● **WHAT THE TASK REQUIRES**: Records follow. Copy every line with "RecoveryOutcome".

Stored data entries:

===============

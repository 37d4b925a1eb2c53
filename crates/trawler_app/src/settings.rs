//! Layered run settings: built-in defaults, then an optional RON file, then
//! command-line flags.

use std::fs;
use std::path::{Path, PathBuf};
use std::time::Duration;

use anyhow::Context;
use log::LevelFilter;
use serde::Deserialize;
use trawler_engine::webdriver::BrowserSettings;
use trawler_engine::EngineConfig;

use crate::cli::Cli;

const DEFAULT_DOWNLOAD_DIR: &str = "downloads";

/// Settings file contents. Every field is optional and only overrides the
/// built-in default when present.
#[derive(Debug, Clone, Default, PartialEq, Eq, Deserialize)]
#[serde(default, deny_unknown_fields)]
pub struct FileConfig {
    pub download_dir: Option<PathBuf>,
    pub extension: Option<String>,
    pub separator: Option<char>,
    pub unchanged_limit: Option<u32>,
    pub max_read_failures: Option<u32>,
    pub ready_timeout_secs: Option<u64>,
    pub step_pace_ms: Option<u64>,
    pub control_timeout_secs: Option<u64>,
    pub start_timeout_secs: Option<u64>,
    pub transient_suffix: Option<String>,
    pub poll_interval_secs: Option<u64>,
    pub stall_threshold: Option<u32>,
    pub max_recovery_attempts: Option<u32>,
    pub unbounded_recovery: Option<bool>,
    pub status_settle_secs: Option<u64>,
    pub resume_label: Option<String>,
    pub webdriver_url: Option<String>,
    pub headless: Option<bool>,
    pub status_view_url: Option<String>,
    pub list_selector: Option<String>,
    pub acquire_selector: Option<String>,
    pub label_attribute: Option<String>,
}

impl FileConfig {
    pub fn load(path: &Path) -> anyhow::Result<Self> {
        let text = fs::read_to_string(path)
            .with_context(|| format!("reading settings file {}", path.display()))?;
        ron::from_str(&text).with_context(|| format!("parsing settings file {}", path.display()))
    }
}

#[derive(Debug, Clone)]
pub struct RunSettings {
    pub list_url: String,
    pub engine: EngineConfig,
    pub browser: BrowserSettings,
    pub log_level: LevelFilter,
}

impl RunSettings {
    pub fn resolve(cli: &Cli, file: FileConfig) -> Self {
        let download_dir = cli
            .directory
            .clone()
            .or(file.download_dir)
            .unwrap_or_else(|| PathBuf::from(DEFAULT_DOWNLOAD_DIR));

        let mut engine = EngineConfig::default_with_download_dir(download_dir);
        let enumeration = &mut engine.list.enumeration;
        if let Some(extension) = cli.extension.clone().or(file.extension) {
            enumeration.extension = extension;
        }
        if let Some(separator) = file.separator {
            enumeration.separator = separator;
        }
        if let Some(limit) = cli.unchanged_threshold.or(file.unchanged_limit) {
            enumeration.unchanged_limit = limit;
        }
        if let Some(limit) = file.max_read_failures {
            enumeration.max_read_failures = limit;
        }
        if let Some(secs) = cli.ready_timeout.or(file.ready_timeout_secs) {
            engine.list.ready_timeout = Duration::from_secs(secs);
        }
        if let Some(ms) = file.step_pace_ms {
            engine.list.step_pace = Duration::from_millis(ms);
        }

        if let Some(secs) = cli.control_timeout.or(file.control_timeout_secs) {
            engine.trigger.control_timeout = Duration::from_secs(secs);
        }
        if let Some(secs) = file.start_timeout_secs {
            engine.trigger.start_timeout = Duration::from_secs(secs);
        }
        if let Some(suffix) = file.transient_suffix {
            engine.trigger.transient_suffix = suffix;
        }

        if let Some(secs) = cli.poll_interval.or(file.poll_interval_secs) {
            engine.monitor.poll_interval = Duration::from_secs(secs);
        }
        if let Some(threshold) = cli.stall_threshold.or(file.stall_threshold) {
            engine.monitor.stall_threshold = threshold;
        }
        engine.monitor.max_recovery_attempts = if cli.unbounded_recovery {
            None
        } else if let Some(max) = cli.max_recoveries {
            Some(max)
        } else if file.unbounded_recovery == Some(true) {
            None
        } else {
            file.max_recovery_attempts
                .or(engine.monitor.max_recovery_attempts)
        };

        if let Some(secs) = file.status_settle_secs {
            engine.recovery.status_settle = Duration::from_secs(secs);
        }
        if let Some(label) = file.resume_label {
            engine.recovery.resume_label = label;
        }

        let mut browser = BrowserSettings::default();
        if let Some(url) = cli.webdriver.clone().or(file.webdriver_url) {
            browser.webdriver_url = url;
        }
        browser.headless = cli.headless || file.headless.unwrap_or(false);
        if let Some(url) = file.status_view_url {
            browser.status_view_url = url;
        }
        if let Some(selector) = file.list_selector {
            browser.list_selector = selector;
        }
        if let Some(selector) = file.acquire_selector {
            browser.acquire_selector = selector;
        }
        if let Some(attribute) = file.label_attribute {
            browser.label_attribute = attribute;
        }

        Self {
            list_url: cli.list_url.clone(),
            engine,
            browser,
            log_level: cli.log_level.into(),
        }
    }
}
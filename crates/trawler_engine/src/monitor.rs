use trawler_core::{Directive, ItemOutcome, Probe, TransferHandle, TransferTracker};
use trawler_logging::{trawl_debug, trawl_error, trawl_info, trawl_warn};

use crate::clock::Clock;
use crate::config::MonitorSettings;
use crate::recovery::Recover;
use crate::store::ArtifactStore;

/// Polls the download directory until a transfer finalizes or is given up.
pub struct TransferMonitor<'a, A: ?Sized, C: ?Sized> {
    store: &'a A,
    clock: &'a C,
    settings: &'a MonitorSettings,
}

impl<'a, A, C> TransferMonitor<'a, A, C>
where
    A: ArtifactStore + ?Sized,
    C: Clock + ?Sized,
{
    pub fn new(store: &'a A, clock: &'a C, settings: &'a MonitorSettings) -> Self {
        Self {
            store,
            clock,
            settings,
        }
    }

    /// Blocks until the transfer is `Completed` or `Failed`.
    pub fn watch<R>(&self, handle: TransferHandle, recovery: &mut R) -> ItemOutcome
    where
        R: Recover + ?Sized,
    {
        trawl_info!(
            "Waiting for {} to complete (transient {})...",
            handle.final_name,
            handle.transient_name
        );
        let mut tracker = TransferTracker::new(
            handle,
            self.settings.stall_threshold,
            self.settings.max_recovery_attempts,
        );

        loop {
            let probe = self.probe(&mut tracker);
            let directive = tracker.observe(probe);
            log_poll(&tracker, probe, directive);

            match directive {
                Directive::Complete | Directive::GiveUp => break,
                Directive::Poll => {}
                Directive::Recover => {
                    let name = tracker.handle().final_name.clone();
                    let outcome = recovery.recover(&name);
                    if tracker.recovery_finished(outcome) == Directive::GiveUp {
                        trawl_error!(
                            "Giving up on {} after {} recovery attempts",
                            name,
                            tracker.recoveries()
                        );
                        break;
                    }
                }
            }
            self.clock.sleep(self.settings.poll_interval);
        }

        tracker.outcome().unwrap_or(ItemOutcome::Failed {
            recoveries: tracker.recoveries(),
            last_recovery: None,
        })
    }

    fn probe(&self, tracker: &mut TransferTracker) -> Probe {
        let handle = tracker.handle();
        if self.store.exists(&handle.final_name) {
            return Probe::Finalized;
        }
        if let Some(size) = self.size_of(&handle.transient_name) {
            return Probe::Partial { size };
        }

        // A provisional name may have been swapped for the derived one.
        let Some(derived) = handle.rename_candidate().map(str::to_owned) else {
            return Probe::Absent;
        };
        match self.size_of(&derived) {
            Some(size) => {
                trawl_info!(
                    "{} was renamed to {}; following it.",
                    handle.transient_name,
                    derived
                );
                tracker.retarget(derived);
                Probe::Partial { size }
            }
            None => Probe::Absent,
        }
    }

    fn size_of(&self, name: &str) -> Option<u64> {
        self.store.size_of(name).unwrap_or_else(|err| {
            trawl_warn!("Could not read size of {}: {}", name, err);
            None
        })
    }
}

fn log_poll(tracker: &TransferTracker, probe: Probe, directive: Directive) {
    let handle = tracker.handle();
    match (probe, directive) {
        (Probe::Finalized, _) => {
            trawl_info!("File {} exists. Transfer complete.", handle.final_name)
        }
        (Probe::Absent, _) => trawl_info!(
            "Neither {} nor {} found; transfer may have failed or been renamed.",
            handle.transient_name,
            handle.final_name
        ),
        (Probe::Partial { .. }, Directive::Recover) => trawl_info!(
            "{} stopped growing; checking for a 'Resume' control...",
            handle.transient_name
        ),
        (Probe::Partial { size }, _) if handle.stall_count > 0 => trawl_debug!(
            "{} size unchanged at {} for {} checks.",
            handle.transient_name,
            size,
            handle.stall_count
        ),
        (Probe::Partial { size }, _) => trawl_info!(
            "{} size: {}. Still downloading...",
            handle.transient_name,
            size
        ),
    }
}
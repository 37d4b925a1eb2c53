use std::fmt;

use crate::ItemIdentity;

/// Result of one pass over the transfer-status surface.
#[derive(Debug, Clone, Copy, PartialEq, Eq)]
pub enum RecoveryOutcome {
    Resumed,
    NoActionTaken,
    NotFound,
}

impl fmt::Display for RecoveryOutcome {
    fn fmt(&self, f: &mut fmt::Formatter<'_>) -> fmt::Result {
        match self {
            RecoveryOutcome::Resumed => write!(f, "resumed"),
            RecoveryOutcome::NoActionTaken => write!(f, "no action taken"),
            RecoveryOutcome::NotFound => write!(f, "not found"),
        }
    }
}

/// Final outcome for an accepted item.
#[derive(Debug, Clone, PartialEq, Eq)]
pub enum ItemOutcome {
    /// The final file appeared in the download directory.
    Completed { recoveries: u32 },
    /// A file with the identity's name already existed; nothing was triggered.
    AlreadyPresent,
    /// The acquire control never became available.
    TriggerFailed { reason: String },
    /// The recovery budget ran out before the final file appeared.
    Failed {
        recoveries: u32,
        last_recovery: Option<RecoveryOutcome>,
    },
}

impl ItemOutcome {
    pub fn is_success(&self) -> bool {
        matches!(
            self,
            ItemOutcome::Completed { .. } | ItemOutcome::AlreadyPresent
        )
    }
}

impl fmt::Display for ItemOutcome {
    fn fmt(&self, f: &mut fmt::Formatter<'_>) -> fmt::Result {
        match self {
            ItemOutcome::Completed { recoveries: 0 } => write!(f, "completed"),
            ItemOutcome::Completed { recoveries } => {
                write!(f, "completed after {recoveries} recovery attempts")
            }
            ItemOutcome::AlreadyPresent => write!(f, "already present"),
            ItemOutcome::TriggerFailed { reason } => write!(f, "trigger failed: {reason}"),
            ItemOutcome::Failed {
                recoveries,
                last_recovery: Some(last),
            } => write!(f, "failed after {recoveries} recovery attempts (last: {last})"),
            ItemOutcome::Failed { recoveries, .. } => {
                write!(f, "failed after {recoveries} recovery attempts")
            }
        }
    }
}

#[derive(Debug, Clone, PartialEq, Eq)]
pub struct ItemRecord {
    pub identity: ItemIdentity,
    pub outcome: ItemOutcome,
}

===============

● **TASK SOLUTION**:
pub enum RecoveryOutcome {
impl fmt::Display for RecoveryOutcome {
            RecoveryOutcome::Resumed => write!(f, "resumed"),
            RecoveryOutcome::NoActionTaken => write!(f, "no action taken"),
            RecoveryOutcome::NotFound => write!(f, "not found"),
        last_recovery: Option<RecoveryOutcome>,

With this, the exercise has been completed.